Your task - Every entry must appear in the output exactly as it does here.

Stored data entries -

//! Fixed set of field machines plus the accepted-value read model.
//!
//! Dependents never see a machine directly. They read accepted values through
//! [`AcceptedRates`] (synchronous, inside the event loop) or subscribe to an
//! [`AcceptedValueStream`] (a `watch` receiver that only wakes when the
//! accepted value actually changes).

use std::collections::HashMap;

use tokio::sync::watch;
use tracing::debug;

use crate::machine::{FieldEvent, FieldSnapshot, FieldValidationMachine, Transition};
use crate::types::{CurrencyKey, FieldError};

/// Receiver side of a field's accepted-value channel.
pub type AcceptedValueStream = watch::Receiver<f64>;

/// Read-only view over the last validated rate per key.
pub trait AcceptedRates {
    fn accepted_rate(&self, key: &CurrencyKey) -> Option<f64>;

    fn contains(&self, key: &CurrencyKey) -> bool {
        self.accepted_rate(key).is_some()
    }
}

struct FieldSlot {
    machine: FieldValidationMachine,
    accepted_tx: watch::Sender<f64>,
}

pub struct FieldRegistry {
    /// Keys in construction order; drives snapshot ordering.
    keys: Vec<CurrencyKey>,
    slots: HashMap<CurrencyKey, FieldSlot>,
}

impl FieldRegistry {
    /// Build a registry from `(key, seed)` pairs. The key set is fixed for
    /// the registry's lifetime.
    pub fn new<I>(seeds: I) -> Result<Self, FieldError>
    where
        I: IntoIterator<Item = (CurrencyKey, f64)>,
    {
        let mut keys = Vec::new();
        let mut slots = HashMap::new();

        for (key, seed) in seeds {
            if slots.contains_key(&key) {
                return Err(FieldError::DuplicateField { key });
            }
            let machine = FieldValidationMachine::new(key.clone(), seed)?;
            let (accepted_tx, _rx) = watch::channel(seed);
            keys.push(key.clone());
            slots.insert(
                key,
                FieldSlot {
                    machine,
                    accepted_tx,
                },
            );
        }

        if keys.is_empty() {
            return Err(FieldError::NoFields);
        }

        Ok(Self { keys, slots })
    }

    pub fn keys(&self) -> &[CurrencyKey] {
        &self.keys
    }

    pub fn len(&self) -> usize {
        self.keys.len()
    }

    pub fn is_empty(&self) -> bool {
        self.keys.is_empty()
    }

    pub fn get(&self, key: &CurrencyKey) -> Option<FieldSnapshot> {
        self.slots.get(key).map(|s| s.machine.snapshot())
    }

    /// Like [`get`](Self::get), but an unknown key is an error.
    pub fn require(&self, key: &CurrencyKey) -> Result<FieldSnapshot, FieldError> {
        self.get(key)
            .ok_or_else(|| FieldError::UnknownField { key: key.clone() })
    }

    pub fn accepted_value(&self, key: &CurrencyKey) -> Option<f64> {
        self.slots.get(key).map(|s| s.machine.accepted_value())
    }

    /// Subscribe to accepted-value changes for `key`.
    ///
    /// The receiver starts out holding the current accepted value and is only
    /// notified when a validation promotes a different value. DIRTY and
    /// IN_PROGRESS candidates never reach it.
    pub fn accepted_value_stream(
        &self,
        key: &CurrencyKey,
    ) -> Result<AcceptedValueStream, FieldError> {
        self.slots
            .get(key)
            .map(|s| s.accepted_tx.subscribe())
            .ok_or_else(|| FieldError::UnknownField { key: key.clone() })
    }

    /// Route `event` to the machine owning `key`.
    pub fn apply(&mut self, key: &CurrencyKey, event: &FieldEvent) -> Result<Transition, FieldError> {
        let slot = self
            .slots
            .get_mut(key)
            .ok_or_else(|| FieldError::UnknownField { key: key.clone() })?;

        let transition = slot.machine.apply(event)?;

        if let Some(value) = transition.accepted_changed {
            slot.accepted_tx.send_if_modified(|current| {
                if *current == value {
                    false
                } else {
                    *current = value;
                    true
                }
            });
            debug!(field = %key, value, "accepted value published");
        }

        Ok(transition)
    }

    /// Snapshots of every field in construction order.
    pub fn snapshots(&self) -> Vec<FieldSnapshot> {
        self.keys
            .iter()
            .filter_map(|k| self.slots.get(k))
            .map(|s| s.machine.snapshot())
            .collect()
    }
}

impl AcceptedRates for FieldRegistry {
    fn accepted_rate(&self, key: &CurrencyKey) -> Option<f64> {
        self.accepted_value(key)
    }
}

Output of the exercise -
//! Fixed set of field machines plus the accepted-value read model.
//!
//! Dependents never see a machine directly. They read accepted values through
//! [`AcceptedRates`] (synchronous, inside the event loop) or subscribe to an
//! [`AcceptedValueStream`] (a `watch` receiver that only wakes when the
//! accepted value actually changes).

use std::collections::HashMap;

use tokio::sync::watch;
use tracing::debug;

use crate::machine::{FieldEvent, FieldSnapshot, FieldValidationMachine, Transition};
use crate::types::{CurrencyKey, FieldError};

/// Receiver side of a field's accepted-value channel.
pub type AcceptedValueStream = watch::Receiver<f64>;

/// Read-only view over the last validated rate per key.
pub trait AcceptedRates {
    fn accepted_rate(&self, key: &CurrencyKey) -> Option<f64>;

    fn contains(&self, key: &CurrencyKey) -> bool {
        self.accepted_rate(key).is_some()
    }
}

struct FieldSlot {
    machine: FieldValidationMachine,
    accepted_tx: watch::Sender<f64>,
}

pub struct FieldRegistry {
    /// Keys in construction order; drives snapshot ordering.
    keys: Vec<CurrencyKey>,
    slots: HashMap<CurrencyKey, FieldSlot>,
}

impl FieldRegistry {
    /// Build a registry from `(key, seed)` pairs. The key set is fixed for
    /// the registry's lifetime.
    pub fn new<I>(seeds: I) -> Result<Self, FieldError>
    where
        I: IntoIterator<Item = (CurrencyKey, f64)>,
    {
        let mut keys = Vec::new();
        let mut slots = HashMap::new();

        for (key, seed) in seeds {
            if slots.contains_key(&key) {
                return Err(FieldError::DuplicateField { key });
            }
            let machine = FieldValidationMachine::new(key.clone(), seed)?;
            let (accepted_tx, _rx) = watch::channel(seed);
            keys.push(key.clone());
            slots.insert(
                key,
                FieldSlot {
                    machine,
                    accepted_tx,
                },
            );
        }

        if keys.is_empty() {
            return Err(FieldError::NoFields);
        }

        Ok(Self { keys, slots })
    }

    pub fn keys(&self) -> &[CurrencyKey] {
        &self.keys
    }

    pub fn len(&self) -> usize {
        self.keys.len()
    }

    pub fn is_empty(&self) -> bool {
        self.keys.is_empty()
    }

    pub fn get(&self, key: &CurrencyKey) -> Option<FieldSnapshot> {
        self.slots.get(key).map(|s| s.machine.snapshot())
    }

    /// Like [`get`](Self::get), but an unknown key is an error.
    pub fn require(&self, key: &CurrencyKey) -> Result<FieldSnapshot, FieldError> {
        self.get(key)
            .ok_or_else(|| FieldError::UnknownField { key: key.clone() })
    }

    pub fn accepted_value(&self, key: &CurrencyKey) -> Option<f64> {
        self.slots.get(key).map(|s| s.machine.accepted_value())
    }

    /// Subscribe to accepted-value changes for `key`.
    ///
    /// The receiver starts out holding the current accepted value and is only
    /// notified when a validation promotes a different value. DIRTY and
    /// IN_PROGRESS candidates never reach it.
    pub fn accepted_value_stream(
        &self,
        key: &CurrencyKey,
    ) -> Result<AcceptedValueStream, FieldError> {
        self.slots
            .get(key)
            .map(|s| s.accepted_tx.subscribe())
            .ok_or_else(|| FieldError::UnknownField { key: key.clone() })
    }

    /// Route `event` to the machine owning `key`.
    pub fn apply(&mut self, key: &CurrencyKey, event: &FieldEvent) -> Result<Transition, FieldError> {
        let slot = self
            .slots
            .get_mut(key)
            .ok_or_else(|| FieldError::UnknownField { key: key.clone() })?;

        let transition = slot.machine.apply(event)?;

        if let Some(value) = transition.accepted_changed {
            slot.accepted_tx.send_if_modified(|current| {
                if *current == value {
                    false
                } else {
                    *current = value;
                    true
                }
            });
            debug!(field = %key, value, "accepted value published");
        }

        Ok(transition)
    }

    /// Snapshots of every field in construction order.
    pub fn snapshots(&self) -> Vec<FieldSnapshot> {
        self.keys
            .iter()
            .filter_map(|k| self.slots.get(k))
            .map(|s| s.machine.snapshot())
            .collect()
    }
}

impl AcceptedRates for FieldRegistry {
    fn accepted_rate(&self, key: &CurrencyKey) -> Option<f64> {
        self.accepted_value(key)
    }
}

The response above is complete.